< Psalmen 95 >
1 Komt, laat ons den HEERE vrolijk zingen; laat ons juichen den Rotssteen onzes heils.
Come let us sing for joy to Yahweh let us shout for joy to [the] rock of salvation our.
2 Laat ons Zijn aangezicht tegemoet gaan met lof; laat ons Hem juichen met psalmen.
Let us approach presence his with thanksgiving with songs let us shout for joy to him.
3 Want de HEERE is een groot God; ja, een groot Koning boven alle goden;
For [is] a God great Yahweh and a king great above all gods.
4 In Wiens hand de diepste plaatsen der aarde zijn, en de hoogten der bergen zijn Zijne;
Whom [are] in hand his [the] depths of [the] earth and [the] peaks of [the] mountains [belong] to him.
5 Wiens ook de zee is, want Hij heeft ze gemaakt; en Zijn handen hebben het droge geformeerd.
Whom [belongs] to him the sea and he he made it and [the] dry land hands his they formed.
6 Komt, laat ons aanbidden en nederbukken; laat ons knielen voor den HEERE, Die ons gemaakt heeft.

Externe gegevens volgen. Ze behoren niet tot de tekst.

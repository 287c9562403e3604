use std::fmt;

/// Error type for course purge operations
#[derive(Debug)]
pub enum PurgeError {
    /// Bad command line usage (unknown options, malformed identifiers)
    Usage(String),
    /// Course, category or user does not exist, or a batch resolved to nothing
    NotFound(String),
    /// Platform query failed while resolving courses
    Query(String),
    /// Deleting a single course failed
    Deletion { course: String, message: String },
    /// HTTP request failed
    Http(reqwest::Error),
    /// Server returned a non-success HTTP status
    Api { status: u16, message: String },
    /// Web service reported an exception
    WebService { errorcode: String, message: String },
    /// JSON parsing error
    Json(String),
    /// Configuration error
    Config(String),
    /// Terminal read/write failed
    Io(String),
}

impl PurgeError {
    /// Build the error reported for unrecognized command line options
    pub fn unknown_options(options: &[String]) -> Self {
        PurgeError::Usage(format!("Unknown option(s):\n  {}", options.join("\n  ")))
    }

    /// Convert a transport failure raised while resolving courses into a query error.
    ///
    /// Not-found and usage errors pass through unchanged so callers can still
    /// tell them apart.
    pub fn during_resolution(self, context: &str) -> Self {
        match self {
            PurgeError::Http(_)
            | PurgeError::Api { .. }
            | PurgeError::WebService { .. }
            | PurgeError::Json(_) => {
                PurgeError::Query(format!("Failed to fetch {}: {}", context, self))
            }
            other => other,
        }
    }

    /// Process exit status for this error
    pub fn exit_code(&self) -> i32 {
        match self {
            PurgeError::Usage(_) => 2,
            _ => 1,
        }
    }
}

impl fmt::Display for PurgeError {
    fn fmt(&self, f: &mut fmt::Formatter<'_>) -> fmt::Result {
        match self {
            PurgeError::Usage(msg) => write!(f, "{}", msg),
            PurgeError::NotFound(msg) => write!(f, "{}", msg),
            PurgeError::Query(msg) => write!(f, "{}", msg),
            PurgeError::Deletion { course, message } => {
                write!(f, "Error deleting {}: {}", course, message)
            }
            PurgeError::Http(e) => write!(f, "HTTP request failed: {}", e),
            PurgeError::Api { status, message } => {
                write!(f, "API error (status {}): {}", status, message)
            }
            PurgeError::WebService { errorcode, message } => {
                write!(f, "Web service error ({}): {}", errorcode, message)
            }
            PurgeError::Json(msg) => write!(f, "JSON error: {}", msg),
            PurgeError::Config(msg) => write!(f, "Configuration error: {}", msg),
            PurgeError::Io(msg) => write!(f, "I/O error: {}", msg),
        }
    }
}

impl std::error::Error for PurgeError {
    fn source(&self) -> Option<&(dyn std::error::Error + 'static)> {
        match self {
            PurgeError::Http(e) => Some(e),
            _ => None,
        }
    }
}

impl From<reqwest::Error> for PurgeError {
    fn from(err: reqwest::Error) -> Self {
        PurgeError::Http(err)
    }
}

impl From<serde_json::Error> for PurgeError {
    fn from(err: serde_json::Error) -> Self {
        PurgeError::Json(err.to_string())
    }
}

impl From<std::io::Error> for PurgeError {
    fn from(err: std::io::Error) -> Self {
        PurgeError::Io(err.to_string())
    }
}

/// Result type alias for course purge operations
pub type Result<T> = std::result::Result<T, PurgeError>;

#[cfg(test)]
mod tests {
    use super::*;

    #[test]
    fn test_unknown_options_lists_every_option() {
        let err = PurgeError::unknown_options(&["--foo".to_string(), "-x".to_string()]);
        let msg = err.to_string();
        assert!(msg.contains("--foo"));
        assert!(msg.contains("-x"));
        assert_eq!(err.exit_code(), 2);
    }

    #[test]
    fn test_deletion_error_display() {
        let err = PurgeError::Deletion {
            course: "BIO101 (Biology)".to_string(),
            message: "locked".to_string(),
        };
        assert_eq!(err.to_string(), "Error deleting BIO101 (Biology): locked");
        assert_eq!(err.exit_code(), 1);
    }

    #[test]
    fn test_web_service_error_display() {
        let err = PurgeError::WebService {
            errorcode: "invalidtoken".to_string(),
            message: "Invalid token".to_string(),
        };
        assert!(err.to_string().contains("invalidtoken"));
        assert!(err.to_string().contains("Invalid token"));
    }

    #[test]
    fn test_during_resolution_wraps_transport_errors() {
        let err = PurgeError::Api {
            status: 500,
            message: "boom".to_string(),
        }
        .during_resolution("courses in category 5");
        match err {
            PurgeError::Query(msg) => {
                assert!(msg.contains("courses in category 5"));
                assert!(msg.contains("500"));
            }
            other => panic!("expected query error, got {:?}", other),
        }
    }

    #[test]
    fn test_during_resolution_keeps_not_found() {
        let err = PurgeError::NotFound("Course 9 not found".to_string()).during_resolution("x");
        assert!(matches!(err, PurgeError::NotFound(_)));
    }

    #[test]
    fn test_error_is_send_sync() {
        fn assert_send_sync<T: Send + Sync>() {}
        assert_send_sync::<PurgeError>();
    }

    #[test]
    fn test_from_serde_json_error() {
        let json_err = serde_json::from_str::<serde_json::Value>("{bad").unwrap_err();
        let err: PurgeError = json_err.into();
        assert!(err.to_string().contains("JSON error"));
    }
}
//! Candidate course listing

use comfy_table::{presets::NOTHING, Table};

use crate::platform::Course;

/// Build the table of courses about to be deleted
pub fn courses_table(courses: &[Course]) -> Table {
    let mut table = Table::new();
    table
        .load_preset(NOTHING)
        .set_header(vec!["ID", "Short Name", "Full Name", "Category"]);

    for course in courses {
        let category = course
            .categoryid
            .map(|c| c.to_string())
            .unwrap_or_else(|| "-".to_string());
        table.add_row(vec![
            course.id.to_string(),
            course.shortname.clone(),
            course.fullname.clone(),
            category,
        ]);
    }

    table
}

/// Print the courses about to be deleted
pub fn output_courses(courses: &[Course]) {
    println!("{}", courses_table(courses));
}

#[cfg(test)]
mod tests {
    use super::*;
    use crate::platform::testing::course;

    #[test]
    fn test_courses_table_lists_every_course() {
        let rendered = courses_table(&[course(8, "SOLO", 1), course(9, "LAB", 2)]).to_string();
        assert!(rendered.contains("Short Name"));
        assert!(rendered.contains("SOLO"));
        assert!(rendered.contains("LAB full name"));
        assert!(rendered.contains('9'));
    }

    #[test]
    fn test_missing_category_shows_dash() {
        let mut c = course(8, "SOLO", 1);
        c.categoryid = None;
        let rendered = courses_table(&[c]).to_string();
        assert!(rendered.contains('-'));
    }
}
//! Course deletion command handlers

use log::{debug, warn};

use crate::error::Result;
use crate::output::output_courses;
use crate::platform::CoursePlatform;
use crate::ui::{create_spinner, finish_spinner_and_clear, Prompter};

use super::driver::{CourseState, DeletionDriver};
use super::resolver::{course_question, resolve_course, BatchTarget};

/// Options shared by the deletion commands
#[derive(Debug, Clone, Copy, Default)]
pub struct RunOptions {
    /// Skip per-course confirmation in batch modes
    pub force: bool,
    /// No spinners, no course listing
    pub quiet: bool,
}

/// How a batch command ended
#[derive(Debug, Clone, Copy, PartialEq, Eq)]
pub enum BatchOutcome {
    /// Operator answered no to the batch question
    Aborted,
    Completed { requested: usize, deleted: usize },
}

/// Run the single-course deletion.
///
/// Returns `true` if the course was deleted, `false` if the operator declined.
/// A failed deletion is an error here since there is nothing else to process.
pub async fn run_course_command<P, R>(
    platform: &P,
    prompter: &mut R,
    course_id: u64,
    options: RunOptions,
) -> Result<bool>
where
    P: CoursePlatform,
    R: Prompter,
{
    let spinner = create_spinner(&format!("Looking up course {}...", course_id), options.quiet);
    let course = resolve_course(platform, course_id).await;
    finish_spinner_and_clear(spinner);
    let course = course?;

    if !prompter.confirm(&course_question(&course))? {
        println!("Aborting...");
        return Ok(false);
    }

    let report = DeletionDriver::new(platform, prompter, true, options.quiet)
        .run(std::slice::from_ref(&course))
        .await?;

    let failure = report
        .outcomes
        .into_iter()
        .find(|o| o.state == CourseState::Failed)
        .and_then(|o| o.error);
    if let Some(error) = failure {
        return Err(error);
    }

    println!("Course deleted.");
    Ok(true)
}

/// Run a category or teacher batch deletion
pub async fn run_batch_command<P, R>(
    platform: &P,
    prompter: &mut R,
    target: BatchTarget,
    options: RunOptions,
) -> Result<BatchOutcome>
where
    P: CoursePlatform,
    R: Prompter,
{
    let spinner = create_spinner(&format!("Fetching {}...", target.label()), options.quiet);
    let resolution = target.resolve(platform).await;
    finish_spinner_and_clear(spinner);
    let resolution = resolution?;

    if !options.quiet {
        output_courses(&resolution.courses);
    }

    if !prompter.confirm(&resolution.question)? {
        println!("Aborting...");
        return Ok(BatchOutcome::Aborted);
    }

    let requested = resolution.courses.len();
    let report = DeletionDriver::new(platform, prompter, options.force, options.quiet)
        .run(&resolution.courses)
        .await?;

    // Skips and failures mean the requested and deleted counts can differ,
    // so ask the platform what is actually left.
    let deleted = match target.remaining(platform, &resolution.courses).await {
        Ok(remaining) => {
            let deleted = requested.saturating_sub(remaining);
            if deleted != report.deleted() {
                warn!(
                    "Platform reports {} deleted, driver counted {}",
                    deleted,
                    report.deleted()
                );
            }
            deleted
        }
        Err(e) => {
            warn!("Could not recount {}: {}", target.label(), e);
            report.deleted()
        }
    };

    let failed = report.failed().count();
    if failed > 0 {
        debug!("{} course(s) failed to delete", failed);
        eprintln!("{} course(s) could not be deleted, see errors above", failed);
    }

    println!("{} courses deleted of {}", deleted, requested);
    Ok(BatchOutcome::Completed { requested, deleted })
}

Come let us bow down and let us kneel down let us kneel before Yahweh maker our.
7 Want Hij is onze God, en wij zijn het volk Zijner weide, en de schapen Zijner hand. Heden, zo gij Zijn stem hoort,
For he [is] God our and we [are] [the] people of pasture his and [the] flock of hand his this day if to voice his you will listen.

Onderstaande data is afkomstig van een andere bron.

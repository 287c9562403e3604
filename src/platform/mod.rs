//! Course platform access
//!
//! The [`CoursePlatform`] trait is the seam between this tool and the LMS:
//! lookups, the destructive delete and the sort-order fixup. [`MoodleClient`]
//! implements it over the Moodle REST web services.

mod api;
mod client;
pub mod models;
mod settings;
#[cfg(test)]
pub(crate) mod testing;

use crate::error::Result;

pub use client::MoodleClient;
pub use models::{Category, Course, User};
pub use settings::{Connection, Settings, SettingsStore};

/// Operations the course purge needs from the platform
///
/// Calls are awaited one at a time; implementations need not be `Send`.
#[allow(async_fn_in_trait)]
pub trait CoursePlatform {
    /// Fetch a course by id
    ///
    /// Returns `PurgeError::NotFound` when no such course exists.
    async fn get_course(&self, id: u64) -> Result<Course>;

    /// Courses directly inside a category, in platform sort order.
    ///
    /// Subcategories are not searched. An unknown category yields an empty
    /// list.
    async fn get_courses_by_category(&self, category_id: u64) -> Result<Vec<Course>>;

    /// Fetch a category by id
    async fn get_category(&self, id: u64) -> Result<Category>;

    /// Fetch a user by id
    async fn get_user(&self, id: u64) -> Result<User>;

    /// Courses where `user_id` is the only holder of role `role_id`
    async fn sole_teacher_courses(&self, user_id: u64, role_id: u64) -> Result<Vec<Course>>;

    /// Delete a course and everything that depends on it
    async fn delete_course(&self, course: &Course) -> Result<()>;

    /// Recompute category sort order after a removal
    async fn fix_sort_order(&self) -> Result<()>;
}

8 Verhardt uw hart niet, gelijk te Meriba, gelijk ten dage van Massa in de woestijn;
May not you harden heart your like Meribah like [the] day of Massah in the wilderness.
9 Waar Mij uw vaders verzochten, Mij beproefden, ook Mijn werk zagen.
When they put to [the] test me ancestors your they tested me also they had seen work my.
10 Veertig jaren heb Ik verdriet gehad aan dit geslacht, en heb gezegd: Zij zijn een volk, dwalende van hart, en zij kennen Mijn wegen niet.
Forty year[s] - I loathed a generation and I said [are] a people [who] go astray of heart they and they not they know ways my.
11 Daarom heb Ik in Mijn toorn gezworen: Zo zij in Mijn rust zullen ingaan!
That I swore an oath in anger my if they will go! into rest my.